Alison-Renee - Lake Forest
Entered on May 1, 2008

I thought my life was over, I wanted to give up, and I didn’t think I could go on. I thought I knew who I was, but my whole self was being stripped away. I didn’t even recognize myself anymore. I didn’t feel cared for by anyone and my life was completely pointless at this stage of my life. So many questions rushed through my mind every passing minute of the day. How did I become so unhappy? What is my purpose in life? Why did I let myself become affected like this? What do I believe in? Will I ever smile again after these tears dry? I lived a normal life, so why did I feel so out of place?

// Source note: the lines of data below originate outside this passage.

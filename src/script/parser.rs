#[derive(Debug)]
pub enum ParseError {
    InvalidSyntax(String),
}

impl From<ParseError> for crate::errors::FieldError {
    fn from(e: ParseError) -> Self {
        match e {
            ParseError::InvalidSyntax(msg) => crate::errors::FieldError::ScriptCompilation(msg),
        }
    }
}

/// Character cursor over script source.
pub struct Parser<'a> {
    s: &'a str,
    i: usize,
}

impl<'a> Parser<'a> {
    pub fn new(s: &'a str) -> Self {
        Self { s, i: 0 }
    }

    pub fn parse_identifier(&mut self) -> Result<String, ParseError> {
        let start = self.i;
        while let Some(c) = self.peek_char() {
            if c == '_' || c.is_ascii_alphanumeric() {
                self.i += 1;
            } else {
                break;
            }
        }
        if self.i == start {
            return Err(ParseError::InvalidSyntax(format!(
                "identifier expected at offset {start}"
            )));
        }
        Ok(self.s[start..self.i].to_string())
    }

    pub fn parse_quoted_string(&mut self) -> Result<String, ParseError> {
        let quote = self
            .peek_char()
            .ok_or_else(|| ParseError::InvalidSyntax("string expected".into()))?;
        if quote != '\'' && quote != '"' {
            return Err(ParseError::InvalidSyntax("expected quoted string".into()));
        }
        self.i += 1;
        let mut out = String::new();
        while let Some(c) = self.peek_char() {
            self.i += c.len_utf8();
            if c == quote {
                return Ok(out);
            }
            if c == '\\' {
                if let Some(nc) = self.peek_char() {
                    self.i += nc.len_utf8();
                    match nc {
                        'n' => out.push('\n'),
                        't' => out.push('\t'),
                        'r' => out.push('\r'),
                        '\\' => out.push('\\'),
                        '"' => out.push('"'),
                        '\'' => out.push('\''),
                        _ => {
                            out.push('\\');
                            out.push(nc);
                        }
                    }
                } else {
                    break;
                }
            } else {
                out.push(c);
            }
        }
        Err(ParseError::InvalidSyntax("unterminated string".into()))
    }

    pub fn expect(&mut self, c: char) -> Result<(), ParseError> {
        if self.consume_char(c) {
            Ok(())
        } else {
            Err(ParseError::InvalidSyntax(format!(
                "expected '{c}' at offset {}",
                self.i
            )))
        }
    }

    pub fn consume_char(&mut self, c: char) -> bool {
        if self.peek_char() == Some(c) {
            self.i += c.len_utf8();
            true
        } else {
            false
        }
    }

    pub fn peek_char(&self) -> Option<char> {
        self.s[self.i..].chars().next()
    }

    pub fn skip_ws(&mut self) {
        while let Some(c) = self.peek_char() {
            if c.is_whitespace() {
                self.i += c.len_utf8();
            } else {
                break;
            }
        }
    }

    pub fn eof(&self) -> bool {
        self.i >= self.s.len()
    }
}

I’ve suffered severe depression for about the last ten years, starting when my parents divorced. I often am asked how I felt about the divorce and I can never answer. I can’t answer not because it’s difficult to talk about or makes me sad, but I simply don’t remember what my experience it was like. My two older brothers and I had no idea what was going on during the divorce because our parent’s energy went towards getting their half of things. Since my brothers had each other to rely on and my parents were trying to get their own lives together, I felt neglected by my family. I became very independent, which led to pure loneliness. Nearly ten years of my life seized away because I refused to admit my depression problems to anyone. No one ever could tell any sign of emotion, I held it all inside.

Periods went by feeling satisfied with my life and other times I didn’t know if I would make it to the next day. My long-term boyfriend contributed to almost all my happiness until we broke up in January 2008. When I discovered he had been cheating on me for nearly two years my world came crashing down. I didn’t even know where to start my life again. My life was too caught up in his; I forgot I had my own. All my independence went astray because he controlled who I was. I wasn’t living my life for myself; everything was based off of him.

I needed change in my life; I needed guidance to seek help. Starting over was one of the hardest things I’ve ever had to do. My counselor taught me the most valuable lesson I’ll never know; “Happiness isn’t a random occurrence of enjoyable experiences or moments; it’s a way of life.” I learned not to base my happiness off of someone or something else, but true happiness came from the inside and that eventually would reflect who I was on the outside.

I believe everyone deserves to be happy. I believe life is about being a good person, making healthy lifestyle choices, and giving back to those before you. My life has changed drastically since I re-found myself. I will never forget how depression felt because I never want to go back to that state of mind ever again. Too much time and energy was spent being dissatisfied with my life and focused solely on the bad to realize all the good I have going for me. I have a wonderful, caring, and supportive family. My best friends are amazing and cherished in my heart. I learned confidence is attractive; if I believed in myself others would too. I stopped chasing the things I didn’t have to spend more time being happy with the things I do have. I have a clear mind full of new insight. I fell in love with who Alison-Renee Wilson was again. I have one life, one chance to live, and I’m the only ‘me’ that I will ever have. I’ll always be the soft-spoken, shy, quiet girl doodling because of my crazy A.D.D, but I’ve gained the confidence I was lacking over the last ten years. I’ve struggled hard, but I finally believe my life is on the right path to success. Though my life is full of change; one thing will always remain constant, my happiness.